Contributors | 
Ruth Ellen Kocher
When Zeus Swallowed Metis
As was the case with Adam, my knowledge rifled him. My breast rose above the mountains each morning,
turned from frost blue into a bright glint of sun. My fingers reached from Kos to the Appalachians. In all things, my breath made him small. In the end, I tasted of walnut and cardamom. My flesh, smooth as a calf, vealed. My daughter slept in me not unlike a moth in a chrysalis, filled with fight and turning. Now, trees mourn,
ripen around seeds swallowed as a serpent would surround small prey. Do you understand why you forget me— the heavy birth of autumn usual in its duplicity, its coming and going, dull loss, though
then, the girl’s bursting forth, epiphany of form, his head, rib, torn.
Continuum
—for Lee Krasner, wife of Jackson Pollock
Far away, your canvas not blank but not there: beige largeness closer but more and more movement. You paint green slate black blue sand neutral—not his Sounds in the Grass, not his Composition, really, but memory, or the imagining of you as who you become as though the ahead could be witness to this demise of your own going forward, un-stricken. The installation of a world’s collapse pebbled as if the painted sand evolved into boulder or the boulder’s regression became collected, pure. The barn’s cold air would catch your breath in frost as you watched him paint. Absorb him. But how to disappear completely, then, the dark lines, or not lines, here, again, from far away, the canvas is not blank but also not yours— also a shadow, perhaps of you standing in front of it, sun behind you, phone ringing through one white room to the next, him, never and always there.
Learning-To-Be-Middle-Class Checklist
Don’t smile too much, but make sure you’re smiling enough.
Nod when people speak. Seem interested while they’re speaking. Don’t get personal.
Watch the progress of the neighbor’s lawn. Be bothered by dandelion and clover.

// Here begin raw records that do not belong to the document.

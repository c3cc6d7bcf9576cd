//! Low-level parsing of one baseline PNG into the chunks an APNG frame needs

use crate::chunk::{
    ChecksumPolicy, Chunk, ChunkKind, ImageEnd, ImageHeader, Signature, CHUNK_OVERHEAD, IDAT,
    IEND, IHDR,
};
use crate::utils::{chunk_type_name, read_u32_be};
use crate::{ApngError, ApngResult};

/// The pieces of a single-frame PNG that get repackaged into the animation
#[derive(Debug, Clone, PartialEq, Eq)]
pub struct ParsedImage {
    pub signature: Signature,
    pub header: ImageHeader,
    /// IHDR exactly as the encoder wrote it
    pub header_chunk: Chunk,
    /// IDAT chunks in file order, CRCs as stored
    pub image_data: Vec<Chunk>,
    pub end: Chunk,
}

impl ParsedImage {
    /// Verbatim IHDR bytes, compared against an existing container's IHDR
    pub fn header_bytes(&self) -> Vec<u8> {
        self.header_chunk.encode()
    }

    /// Total IDAT payload size
    pub fn image_data_len(&self) -> usize {
        self.image_data.iter().map(|chunk| chunk.data.len()).sum()
    }
}

/// Parse signature, IHDR, every IDAT and IEND from a PNG byte buffer.
///
/// Chunks other than IDAT and IEND are skipped without being read; anything
/// after IEND is ignored.
pub fn parse_single_image(data: &[u8], policy: ChecksumPolicy) -> ApngResult<ParsedImage> {
    let signature = Signature::decode(data)?;
    let mut offset = Signature::LEN;

    let (header_chunk, consumed) = Chunk::decode(&data[offset..], Some(IHDR), policy)?;
    let header = ImageHeader::from_chunk(&header_chunk)?;
    offset += consumed;

    let mut image_data = Vec::new();
    let end = loop {
        let rest = &data[offset..];
        if rest.len() < 8 {
            return Err(ApngError::Truncated {
                chunk: "IEND".to_string(),
                needed: CHUNK_OVERHEAD,
                available: rest.len(),
            });
        }

        let length = read_u32_be(rest, 0) as usize;
        let chunk_type = [rest[4], rest[5], rest[6], rest[7]];
        let span = length.saturating_add(CHUNK_OVERHEAD);
        if span > rest.len() {
            return Err(ApngError::Truncated {
                chunk: chunk_type_name(&chunk_type),
                needed: length.saturating_add(4),
                available: rest.len() - 8,
            });
        }

        match chunk_type {
            IDAT => {
                let (chunk, _) = Chunk::decode(rest, Some(IDAT), policy)?;
                image_data.push(chunk);
            }
            IEND => {
                let (chunk, _) = Chunk::decode(rest, Some(IEND), policy)?;
                ImageEnd::from_chunk(&chunk)?;
                break chunk;
            }
            _ => {
                tracing::trace!(chunk = %chunk_type_name(&chunk_type), length, "skipping chunk");
            }
        }
        offset += span;
    };

    if image_data.is_empty() {
        return Err(ApngError::Format("No IDAT chunk found".to_string()));
    }

    Ok(ParsedImage {
        signature,
        header,
        header_chunk,
        image_data,
        end,
    })
}
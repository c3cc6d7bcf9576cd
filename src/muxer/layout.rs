//! Fixed byte positions of the chunks every capture file starts with

use crate::chunk::{
    AnimationControl, Bookmark, ChecksumPolicy, Chunk, ChunkKind, FixedChunk, ImageEnd,
    ImageHeader, Signature,
};
use crate::{ApngError, ApngResult};

pub const IHDR_OFFSET: usize = Signature::LEN;
pub const BOOKMARK_OFFSET: usize = IHDR_OFFSET + ImageHeader::ENCODED_LEN;
pub const ACTL_OFFSET: usize = BOOKMARK_OFFSET + Bookmark::ENCODED_LEN;
pub const FIRST_FRAME_OFFSET: usize = ACTL_OFFSET + AnimationControl::ENCODED_LEN;

/// Signature, IHDR, bookmark, acTL and IEND with no frames in between
pub const MIN_CONTAINER_LEN: usize = FIRST_FRAME_OFFSET + ImageEnd::ENCODED_LEN;

/// Decode the bookmark, reporting any structural problem as a bookmark error.
/// A bad CRC under `ChecksumPolicy::Verify` stays a checksum error.
pub(crate) fn read_bookmark(bytes: &[u8], policy: ChecksumPolicy) -> ApngResult<Bookmark> {
    let (chunk, _) = Chunk::decode(bytes, None, policy).map_err(|e| match e {
        ApngError::ChecksumMismatch { .. } => e,
        other => ApngError::Bookmark(other.to_string()),
    })?;
    Bookmark::from_chunk(&chunk)
}
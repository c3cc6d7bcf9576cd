//! Utility functions shared by the chunk codec, parser and muxer

use byteorder::{BigEndian, ByteOrder};

/// The eight magic bytes every PNG file starts with
pub const PNG_SIGNATURE: [u8; 8] = [0x89, 0x50, 0x4E, 0x47, 0x0D, 0x0A, 0x1A, 0x0A];

/// Read a big-endian u32 from byte slice. The caller checks the bounds.
pub fn read_u32_be(bytes: &[u8], offset: usize) -> u32 {
    BigEndian::read_u32(&bytes[offset..offset + 4])
}

/// Read a big-endian u16 from byte slice. The caller checks the bounds.
pub fn read_u16_be(bytes: &[u8], offset: usize) -> u16 {
    BigEndian::read_u16(&bytes[offset..offset + 2])
}

/// Validate PNG signature
pub fn is_png_signature(data: &[u8]) -> bool {
    data.len() >= 8 && data[0..8] == PNG_SIGNATURE
}

/// Printable name of a chunk type tag
pub fn chunk_type_name(chunk_type: &[u8; 4]) -> String {
    String::from_utf8_lossy(chunk_type).to_string()
}

/// Format a u32 as exactly eight lowercase hex digits
pub fn format_hex_u32(value: u32) -> [u8; 8] {
    let mut out = [0u8; 8];
    out.copy_from_slice(format!("{value:08x}").as_bytes());
    out
}

/// Parse eight ASCII hex digits (either case) into a u32
pub fn parse_hex_u32(digits: &[u8; 8]) -> Option<u32> {
    if !digits.iter().all(u8::is_ascii_hexdigit) {
        return None;
    }
    let text = std::str::from_utf8(digits).ok()?;
    u32::from_str_radix(text, 16).ok()
}
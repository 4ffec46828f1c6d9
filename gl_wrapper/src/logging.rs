use std::fmt::Display;

use env_logger::{Builder, Env};
use log::SetLoggerError;

/// Installs `env_logger` as the global logger.
///
/// `filter` uses the `RUST_LOG` syntax and takes precedence over the
/// environment; with neither set, `info` and above is shown. Fails if a
/// logger is already installed.
pub fn init_logging(filter: Option<&str>) -> Result<(), SetLoggerError> {
    let mut builder = Builder::from_env(Env::default().default_filter_or("info"));

    if let Some(filter) = filter {
        builder.parse_filters(filter);
    }

    builder.try_init()?;
    log::debug!("logger installed");

    Ok(())
}

/// Result of a step that can be reported as success or failure.
pub trait Outcome {
    fn succeeded(&self) -> bool;

    fn failure_reason(&self) -> Option<String> {
        None
    }
}

impl Outcome for bool {
    fn succeeded(&self) -> bool {
        *self
    }
}

impl<T> Outcome for Option<T> {
    fn succeeded(&self) -> bool {
        self.is_some()
    }
}

impl<T, E: Display> Outcome for Result<T, E> {
    fn succeeded(&self) -> bool {
        self.is_ok()
    }

    fn failure_reason(&self) -> Option<String> {
        self.as_ref().err().map(|e| e.to_string())
    }
}

/// Runs `step`, logging the call and whether it succeeded.
///
/// The outcome is handed back untouched.
pub fn logged<R: Outcome>(name: &str, step: impl FnOnce() -> R) -> R {
    log::debug!("calling {name}");

    let outcome = step();

    if outcome.succeeded() {
        log::debug!("{name} succeeded");
    } else {
        match outcome.failure_reason() {
            Some(reason) => log::error!("{name} failed: {reason}"),
            None => log::error!("{name} failed"),
        }
    }

    outcome
}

Name your daughter something your parents would not have chosen. Expect them
to love the name. Argue if they don’t. Reminisce about the struggles of childhood,
the bike you didn’t have, your absent father, your mother drinking Scotch over Rice-A-Roni,
forgotten brownies for your sleepover. Curse cicadas as they tremor July’s evening
with a 17-year old song. Wax the car yourself and dread sudden rain. Talk about being thin. Vote
for someone. Drive everywhere. Join a gym. Imagine there are no
children dragging their legs behind them through the streets of Karbala.
Don’t ask questions. Shop. Do not seem racist. Fit. Think about an affair.
Don’t talk about the news. Hold your breath when you pray. Remember
yourself through the eyes of the last person who saw you. Go to the fireworks.
Don’t ask where Karbala is. Accept the cicadas. Sit on your porch, wonder at the dullness of summer.